STORED DATA START
//! Live chat sessions and open stream delivery channels.

use std::collections::HashMap;
use std::sync::Arc;
use std::time::Duration;

use async_trait::async_trait;
use feedloom_core::message::SessionId;
use tokio::sync::{Mutex, RwLock, mpsc};
use tokio::time::Instant;
use tracing::{debug, info};

use crate::error::{ChatError, Result};
use crate::event::{EventSender, StreamEvent};
use crate::tool_chat::ToolCallingChatSession;

/// A session behind its own lock; turns on one session run one at a time.
pub type SharedSession = Arc<Mutex<ToolCallingChatSession>>;

#[async_trait]
pub trait SessionStore: Send + Sync {
    async fn get(&self, id: &SessionId) -> Option<SharedSession>;

    async fn put(&self, id: SessionId, session: SharedSession);

    async fn remove(&self, id: &SessionId) -> Option<SharedSession>;

    async fn len(&self) -> usize;
}

struct Entry {
    session: SharedSession,
    last_used: Instant,
}

/// Sessions in memory, dropped after `ttl` idle or when `max_sessions` is
/// exceeded (least recently used first).
pub struct InMemorySessionStore {
    sessions: RwLock<HashMap<SessionId, Entry>>,
    ttl: Duration,
    max_sessions: usize,
}

impl InMemorySessionStore {
    pub fn new(ttl: Duration, max_sessions: usize) -> Self {
        Self {
            sessions: RwLock::new(HashMap::new()),
            ttl,
            max_sessions: max_sessions.max(1),
        }
    }

    fn evict(&self, sessions: &mut HashMap<SessionId, Entry>, now: Instant) {
        let before = sessions.len();
        sessions.retain(|_, entry| now.duration_since(entry.last_used) < self.ttl);

        while sessions.len() > self.max_sessions {
            let oldest = sessions
                .iter()
                .min_by_key(|(_, entry)| entry.last_used)
                .map(|(id, _)| id.clone());
            match oldest {
                Some(id) => {
                    sessions.remove(&id);
                }
                None => break,
            }
        }

        let evicted = before - sessions.len();
        if evicted > 0 {
            info!(evicted, remaining = sessions.len(), "Evicted chat sessions");
        }
    }
}

#[async_trait]
impl SessionStore for InMemorySessionStore {
    async fn get(&self, id: &SessionId) -> Option<SharedSession> {
        let now = Instant::now();
        let mut sessions = self.sessions.write().await;
        let entry = sessions.get_mut(id)?;
        if now.duration_since(entry.last_used) >= self.ttl {
            sessions.remove(id);
            debug!(session_id = %id, "Session expired");
            return None;
        }
        entry.last_used = now;
        Some(entry.session.clone())
    }

    async fn put(&self, id: SessionId, session: SharedSession) {
        let now = Instant::now();
        let mut sessions = self.sessions.write().await;
        sessions.insert(id, Entry { session, last_used: now });
        self.evict(&mut sessions, now);
    }

    async fn remove(&self, id: &SessionId) -> Option<SharedSession> {
        self.sessions.write().await.remove(id).map(|e| e.session)
    }

    async fn len(&self) -> usize {
        self.sessions.read().await.len()
    }
}

/// Delivery channels opened by clients before they start a streaming turn.
#[derive(Default)]
pub struct ActiveStreams {
    senders: RwLock<HashMap<SessionId, EventSender>>,
}

impl ActiveStreams {
    pub fn new() -> Self {
        Self::default()
    }

    /// Open a channel for `id`, replacing any previous one.
    pub async fn open(&self, id: SessionId, capacity: usize) -> mpsc::Receiver<StreamEvent> {
        let (tx, rx) = mpsc::channel(capacity.max(1));
        if self.senders.write().await.insert(id.clone(), tx).is_some() {
            debug!(session_id = %id, "Replaced delivery channel");
        }
        rx
    }

    /// The open channel for `id`. Channels whose receiver went away are dropped.
    pub async fn get(&self, id: &SessionId) -> Result<EventSender> {
        let mut senders = self.senders.write().await;
        match senders.get(id) {
            Some(tx) if !tx.is_closed() => Ok(tx.clone()),
            Some(_) => {
                senders.remove(id);
                Err(ChatError::NoActiveConnection(id.to_string()))
            }
            None => Err(ChatError::NoActiveConnection(id.to_string())),
        }
    }

    pub async fn close(&self, id: &SessionId) {
        self.senders.write().await.remove(id);
    }

    pub async fn len(&self) -> usize {
        self.senders.read().await.len()
    }
}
STORED DATA END
EXERCISE OBJECTIVE:
Set down precisely the lines above between the line holding "use feedloom_core::message::SessionId;" and the line holding "one at a time.", inclusive, and nothing beyond them.

REPLY TO THE TASK:
use feedloom_core::message::SessionId;
use tokio::sync::{Mutex, RwLock, mpsc};
use tokio::time::Instant;
use tracing::{debug, info};

use crate::error::{ChatError, Result};
use crate::event::{EventSender, StreamEvent};
use crate::tool_chat::ToolCallingChatSession;

/// A session behind its own lock; turns on one session run one at a time.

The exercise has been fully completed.